» EXERCISE BRIEF:
Find the string "BookingPolicy" in the records and copy each line where it occurs.

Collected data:
----

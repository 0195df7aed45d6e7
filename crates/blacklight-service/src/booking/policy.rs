//! Operating window and deposit rules.

use rust_decimal::Decimal;
use serde::Serialize;

use blacklight_core::config::BookingConfig;
use blacklight_core::error::AppError;
use blacklight_entity::booking::HourWindow;

/// The venue's booking rules, taken from configuration.
#[derive(Debug, Clone, Copy)]
pub struct BookingPolicy {
    open_hour: i32,
    close_hour: i32,
    deposit_percent: Decimal,
}

/// Price of a booking window.
#[derive(Debug, Clone, Copy, PartialEq, Eq, Serialize)]
#[serde(rename_all = "camelCase")]
pub struct Quote {
    #[serde(with = "rust_decimal::serde::float")]
    pub total_price: Decimal,
    #[serde(with = "rust_decimal::serde::float")]
    pub deposit_amount: Decimal,
}

impl BookingPolicy {
    pub fn new(config: &BookingConfig) -> Self {
        Self {
            open_hour: i32::from(config.open_hour),
            close_hour: i32::from(config.close_hour),
            deposit_percent: Decimal::from(config.deposit_percent),
        }
    }

    /// Bookable hours, both ends inclusive.
    pub fn operating_hours(&self) -> std::ops::RangeInclusive<i32> {
        self.open_hour..=self.close_hour
    }

    /// Turn a set of requested hours into the window they cover.
    ///
    /// Duplicates collapse. The set must be non-empty, inside the operating
    /// window, and free of gaps; anything else is `InvalidSlotSelection`.
    pub fn select(&self, hours: &[i32]) -> Result<HourWindow, AppError> {
        let mut sorted = hours.to_vec();
        sorted.sort_unstable();
        sorted.dedup();

        let (Some(&first), Some(&last)) = (sorted.first(), sorted.last()) else {
            return Err(AppError::invalid_slot_selection(
                "At least one hour must be selected",
            ));
        };

        if let Some(outside) = sorted.iter().find(|&&h| !self.operating_hours().contains(&h)) {
            return Err(AppError::invalid_slot_selection(format!(
                "Hour {outside} is outside operating hours {}-{}",
                self.open_hour, self.close_hour
            )));
        }

        let span = last - first + 1;
        if span as usize != sorted.len() {
            return Err(AppError::invalid_slot_selection(
                "Selected hours must be consecutive",
            ));
        }

        Ok(HourWindow::new(first, span))
    }

    /// `total = rate * hours`, `deposit = ceil(total * percent / 100)`.
    pub fn quote(&self, hourly_rate: Decimal, window: &HourWindow) -> Quote {
        let total_price = hourly_rate * Decimal::from(window.duration());
        let deposit_amount = (total_price * self.deposit_percent / Decimal::ONE_HUNDRED).ceil();
        Quote {
            total_price,
            deposit_amount,
        }
    }
}

impl Default for BookingPolicy {
    fn default() -> Self {
        Self::new(&BookingConfig::default())
    }
}
//! Argon2id password hashing and verification.

use argon2::{
    Argon2,
    password_hash::{
        PasswordHash, PasswordHasher as ArgonHasher, PasswordVerifier, SaltString, rand_core::OsRng,
    },
};

use blacklight_core::error::AppError;

/// Hashes and verifies passwords with Argon2id.
#[derive(Debug, Clone, Default)]
pub struct PasswordHasher;

impl PasswordHasher {
    pub fn new() -> Self {
        Self
    }

    /// Hash a plaintext password with a random salt.
    pub fn hash_password(&self, password: &str) -> Result<String, AppError> {
        let salt = SaltString::generate(&mut OsRng);
        Argon2::default()
            .hash_password(password.as_bytes(), &salt)
            .map(|hash| hash.to_string())
            .map_err(|e| AppError::internal(format!("Password hashing failed: {e}")))
    }

    /// `Ok(false)` on mismatch; `Err` only for a malformed stored hash.
    pub fn verify_password(&self, password: &str, hash: &str) -> Result<bool, AppError> {
        let parsed_hash = PasswordHash::new(hash)
            .map_err(|e| AppError::internal(format!("Invalid password hash format: {e}")))?;

        match Argon2::default().verify_password(password.as_bytes(), &parsed_hash) {
            Ok(()) => Ok(true),
            Err(argon2::password_hash::Error::Password) => Ok(false),
            Err(e) => Err(AppError::internal(format!(
                "Password verification failed: {e}"
            ))),
        }
    }
}

#[cfg(test)]
mod tests {
    use super::*;

    #[test]
    fn test_hash_then_verify() {
        let hasher = PasswordHasher::new();
        let hash = hasher.hash_password("controller-42").unwrap();
        assert!(hash.starts_with("$argon2id$"));
        assert!(hasher.verify_password("controller-42", &hash).unwrap());
        assert!(!hasher.verify_password("controller-43", &hash).unwrap());
    }

    #[test]
    fn test_malformed_hash_is_error() {
        assert!(PasswordHasher::new().verify_password("x", "plain").is_err());
    }
}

----

» SOLUTION TO THIS PROBLEM:
pub struct BookingPolicy {
impl BookingPolicy {
impl Default for BookingPolicy {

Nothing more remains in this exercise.